> _ABOUT THIS TASK_: Transcribe only the lines between the first line of the records and the line containing "pub fn set_autoplay(&mut", inclusive, exactly as written.

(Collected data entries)
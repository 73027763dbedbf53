//! Carousel state exported to page scripts.
//!
//! The script owns the DOM: it calls `next`/`prev`/`go_to` from button and
//! dot handlers, feeds `advance` from a timer, and applies `offset_pct` to the
//! track's `translateX`.

use backdrop_page::Carousel;
use wasm_bindgen::prelude::*;

#[wasm_bindgen]
pub struct Slider {
    inner: Carousel,
}

impl Slider {
    fn from_count(count: usize) -> Option<Slider> {
        Carousel::new(count).map(|inner| Slider { inner })
    }
}

#[wasm_bindgen]
impl Slider {
    /// A slider over `count` slides with the default 5 s autoplay.
    /// Returns `undefined` when there are no slides.
    pub fn create(count: usize) -> Option<Slider> {
        Slider::from_count(count)
    }

    /// Sets the autoplay interval in milliseconds. Non-positive or missing
    /// values disable autoplay.
    pub fn set_autoplay(&mut self, interval_ms: Option<f64>) {
        let interval = interval_ms.filter(|ms| ms.is_finite() && *ms > 0.0);
        let retimed = self.inner.clone().with_autoplay(interval);
        if let Ok(inner) = retimed {
            self.inner = inner;
        }
    }

    pub fn next(&mut self) -> usize {
        self.inner.next()
    }

    pub fn prev(&mut self) -> usize {
        self.inner.prev()
    }

    pub fn go_to(&mut self, dot: usize) -> bool {
        self.inner.go_to(dot)
    }

    /// Advances the autoplay timer; returns how many slides it moved.
    pub fn advance(&mut self, elapsed_ms: f64) -> usize {
        self.inner.advance(elapsed_ms)
    }

    pub fn index(&self) -> usize {
        self.inner.index()
    }

    pub fn count(&self) -> usize {
        self.inner.count()
    }

    pub fn is_active(&self, dot: usize) -> bool {
        self.inner.is_active(dot)
    }

    pub fn offset_pct(&self) -> f64 {
        self.inner.layout().offset_pct
    }

    pub fn track_width_pct(&self) -> f64 {
        self.inner.layout().track_width_pct
    }

    pub fn slide_width_pct(&self) -> f64 {
        self.inner.layout().slide_width_pct
    }
}

#[cfg(test)]
mod tests {
    use super::*;

    #[test]
    fn no_slides_no_slider() {
        assert!(Slider::create(0).is_none());
    }

    #[test]
    fn navigation_updates_offset() {
        let mut s = Slider::create(4).unwrap();
        assert_eq!(s.prev(), 3);
        assert_eq!(s.offset_pct(), -75.0);
        assert_eq!(s.next(), 0);
        assert!(s.go_to(2));
        assert!(s.is_active(2));
        assert_eq!(s.track_width_pct(), 400.0);
        assert_eq!(s.slide_width_pct(), 25.0);
    }

    #[test]
    fn autoplay_can_be_retimed_and_disabled() {
        let mut s = Slider::create(3).unwrap();
        s.set_autoplay(Some(100.0));
        assert_eq!(s.advance(250.0), 2);
        s.set_autoplay(Some(-1.0));
        assert_eq!(s.advance(1e9), 0);
        s.set_autoplay(None);
        assert_eq!(s.advance(1e9), 0);
        assert_eq!(s.count(), 3);
    }
}
//! Slide index, wrap-around navigation, layout percentages and autoplay.

use backdrop_core::error::EngineError;
use log::trace;
use serde::Serialize;

/// Default autoplay interval, in milliseconds.
pub const DEFAULT_AUTOPLAY_MS: f64 = 5000.0;

/// CSS percentages that place the track so the current slide is visible.
#[derive(Debug, Clone, Copy, PartialEq, Serialize)]
pub struct CarouselLayout {
    /// Track width, `count × 100` percent.
    pub track_width_pct: f64,
    /// Each slide's width as a share of the track.
    pub slide_width_pct: f64,
    /// `translateX` of the track, always `<= 0`.
    pub offset_pct: f64,
}

/// A carousel over a non-empty set of slides.
///
/// A page without slides has no carousel: [`Carousel::new`] returns `None`
/// and the caller skips the behavior.
#[derive(Debug, Clone, PartialEq)]
pub struct Carousel {
    count: usize,
    index: usize,
    autoplay_ms: Option<f64>,
    elapsed_ms: f64,
}

impl Carousel {
    /// A carousel at slide 0 with the default 5 s autoplay.
    pub fn new(count: usize) -> Option<Self> {
        (count > 0).then_some(Self {
            count,
            index: 0,
            autoplay_ms: Some(DEFAULT_AUTOPLAY_MS),
            elapsed_ms: 0.0,
        })
    }

    /// Replaces the autoplay interval; `None` disables autoplay.
    pub fn with_autoplay(mut self, interval_ms: Option<f64>) -> Result<Self, EngineError> {
        if let Some(ms) = interval_ms {
            if !(ms.is_finite() && ms > 0.0) {
                return Err(EngineError::invalid_param(
                    "autoplay_ms",
                    format!("{ms} is not a positive interval"),
                ));
            }
        }
        self.autoplay_ms = interval_ms;
        self.elapsed_ms = 0.0;
        Ok(self)
    }

    pub fn count(&self) -> usize {
        self.count
    }

    pub fn index(&self) -> usize {
        self.index
    }

    pub fn autoplay_ms(&self) -> Option<f64> {
        self.autoplay_ms
    }

    /// Moves to the next slide, wrapping to the first.
    pub fn next(&mut self) -> usize {
        self.index = (self.index + 1) % self.count;
        self.index
    }

    /// Moves to the previous slide, wrapping to the last.
    pub fn prev(&mut self) -> usize {
        self.index = (self.index + self.count - 1) % self.count;
        self.index
    }

    /// Jumps to slide `dot`. Out-of-range dots are ignored and return `false`.
    pub fn go_to(&mut self, dot: usize) -> bool {
        if dot < self.count {
            self.index = dot;
            true
        } else {
            false
        }
    }

    /// Feeds elapsed time to the autoplay timer and returns how many slides
    /// it advanced. Manual navigation does not reset the timer.
    pub fn advance(&mut self, elapsed_ms: f64) -> usize {
        let Some(interval) = self.autoplay_ms else {
            return 0;
        };
        if !(elapsed_ms.is_finite() && elapsed_ms > 0.0) {
            return 0;
        }
        self.elapsed_ms += elapsed_ms;
        if self.elapsed_ms < interval {
            return 0;
        }
        let ticks = (self.elapsed_ms / interval).floor();
        self.elapsed_ms %= interval;
        // `as` saturates, so huge tick counts still land on a valid slide.
        let advanced = ticks as usize;
        let shift = (ticks as u128 % self.count as u128) as usize;
        self.index = (self.index + shift) % self.count;
        if advanced > 0 {
            trace!("autoplay advanced {advanced} slide(s) to {}", self.index);
        }
        advanced
    }

    pub fn layout(&self) -> CarouselLayout {
        let n = self.count as f64;
        CarouselLayout {
            track_width_pct: n * 100.0,
            slide_width_pct: 100.0 / n,
            offset_pct: -(self.index as f64) * (100.0 / n),
        }
    }

    /// Whether dot `dot` should show as active.
    pub fn is_active(&self, dot: usize) -> bool {
        dot == self.index
    }
}

#[cfg(test)]
mod tests {
    use super::*;

    #[test]
    fn zero_slides_means_no_carousel() {
        assert!(Carousel::new(0).is_none());
    }

    #[test]
    fn next_and_prev_wrap_around() {
        let mut c = Carousel::new(3).unwrap();
        assert_eq!(c.prev(), 2);
        assert_eq!(c.next(), 0);
        assert_eq!(c.next(), 1);
        assert_eq!(c.next(), 2);
        assert_eq!(c.next(), 0);
    }

    #[test]
    fn single_slide_stays_put() {
        let mut c = Carousel::new(1).unwrap();
        assert_eq!(c.next(), 0);
        assert_eq!(c.prev(), 0);
    }

    #[test]
    fn go_to_ignores_out_of_range_dots() {
        let mut c = Carousel::new(4).unwrap();
        assert!(c.go_to(2));
        assert!(c.is_active(2));
        assert!(!c.go_to(4));
        assert_eq!(c.index(), 2);
    }

    #[test]
    fn layout_matches_track_and_slide_percentages() {
        let mut c = Carousel::new(4).unwrap();
        c.go_to(3);
        let l = c.layout();
        assert_eq!(l.track_width_pct, 400.0);
        assert_eq!(l.slide_width_pct, 25.0);
        assert_eq!(l.offset_pct, -75.0);
    }

    #[test]
    fn autoplay_advances_once_per_interval() {
        let mut c = Carousel::new(3).unwrap();
        assert_eq!(c.advance(4999.0), 0);
        assert_eq!(c.advance(1.0), 1);
        assert_eq!(c.index(), 1);
        assert_eq!(c.advance(10_000.0), 2);
        assert_eq!(c.index(), 0);
    }

    #[test]
    fn autoplay_can_be_disabled_or_retimed() {
        let mut off = Carousel::new(3).unwrap().with_autoplay(None).unwrap();
        assert_eq!(off.advance(1e9), 0);
        let mut fast = Carousel::new(3).unwrap().with_autoplay(Some(100.0)).unwrap();
        assert_eq!(fast.advance(250.0), 2);
        assert!(Carousel::new(3).unwrap().with_autoplay(Some(0.0)).is_err());
        assert!(Carousel::new(3)
            .unwrap()
            .with_autoplay(Some(f64::NAN))
            .is_err());
    }

    #[test]
    fn autoplay_handles_huge_elapsed_times() {
        let mut c = Carousel::new(3).unwrap();
        assert!(c.advance(1e20) > 0);
        assert!(c.index() < 3);
        assert!(c.advance(f64::MAX) > 0);
        assert!(c.index() < 3);
        assert_eq!(c.advance(f64::MAX), usize::MAX);
        assert!(c.index() < 3);
    }

    #[test]
    fn autoplay_keeps_the_remainder() {
        let mut c = Carousel::new(4).unwrap();
        assert_eq!(c.advance(12_500.0), 2);
        assert_eq!(c.index(), 2);
        assert_eq!(c.advance(2_499.0), 0);
        assert_eq!(c.advance(1.0), 1);
        assert_eq!(c.index(), 3);
    }

    #[test]
    fn autoplay_ignores_negative_and_nan_elapsed() {
        let mut c = Carousel::new(3).unwrap();
        assert_eq!(c.advance(-5000.0), 0);
        assert_eq!(c.advance(f64::NAN), 0);
        assert_eq!(c.advance(5000.0), 1);
    }

    #[test]
    fn layout_serializes_for_the_bindings() {
        let v = serde_json::to_value(Carousel::new(2).unwrap().layout()).unwrap();
        assert_eq!(v["track_width_pct"], 200.0);
    }

    mod proptests {
        use super::*;
        use proptest::prelude::*;

        proptest! {
            #[test]
            fn index_always_in_range(count in 1_usize..20, moves in proptest::collection::vec(0_u8..3, 0..100)) {
                let mut c = Carousel::new(count).unwrap();
                for m in moves {
                    match m {
                        0 => { c.next(); }
                        1 => { c.prev(); }
                        _ => { c.advance(DEFAULT_AUTOPLAY_MS); }
                    }
                    prop_assert!(c.index() < count);
                }
            }

            #[test]
            fn next_then_prev_is_identity(count in 1_usize..20, start in 0_usize..20) {
                let mut c = Carousel::new(count).unwrap();
                c.go_to(start % count);
                let before = c.index();
                c.next();
                c.prev();
                prop_assert_eq!(c.index(), before);
            }
        }
    }
}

> _THE COMPLETED TASK_:
repository 73027763dbedbf53
//! Carousel state exported to page scripts.
//!
//! The script owns the DOM: it calls `next`/`prev`/`go_to` from button and
//! dot handlers, feeds `advance` from a timer, and applies `offset_pct` to the
//! track's `translateX`.

use backdrop_page::Carousel;
use wasm_bindgen::prelude::*;

#[wasm_bindgen]
pub struct Slider {
    inner: Carousel,
}

impl Slider {
    fn from_count(count: usize) -> Option<Slider> {
        Carousel::new(count).map(|inner| Slider { inner })
    }
}

#[wasm_bindgen]
impl Slider {
    /// A slider over `count` slides with the default 5 s autoplay.
    /// Returns `undefined` when there are no slides.
    pub fn create(count: usize) -> Option<Slider> {
        Slider::from_count(count)
    }

    /// Sets the autoplay interval in milliseconds. Non-positive or missing
    /// values disable autoplay.
    pub fn set_autoplay(&mut self, interval_ms: Option<f64>) {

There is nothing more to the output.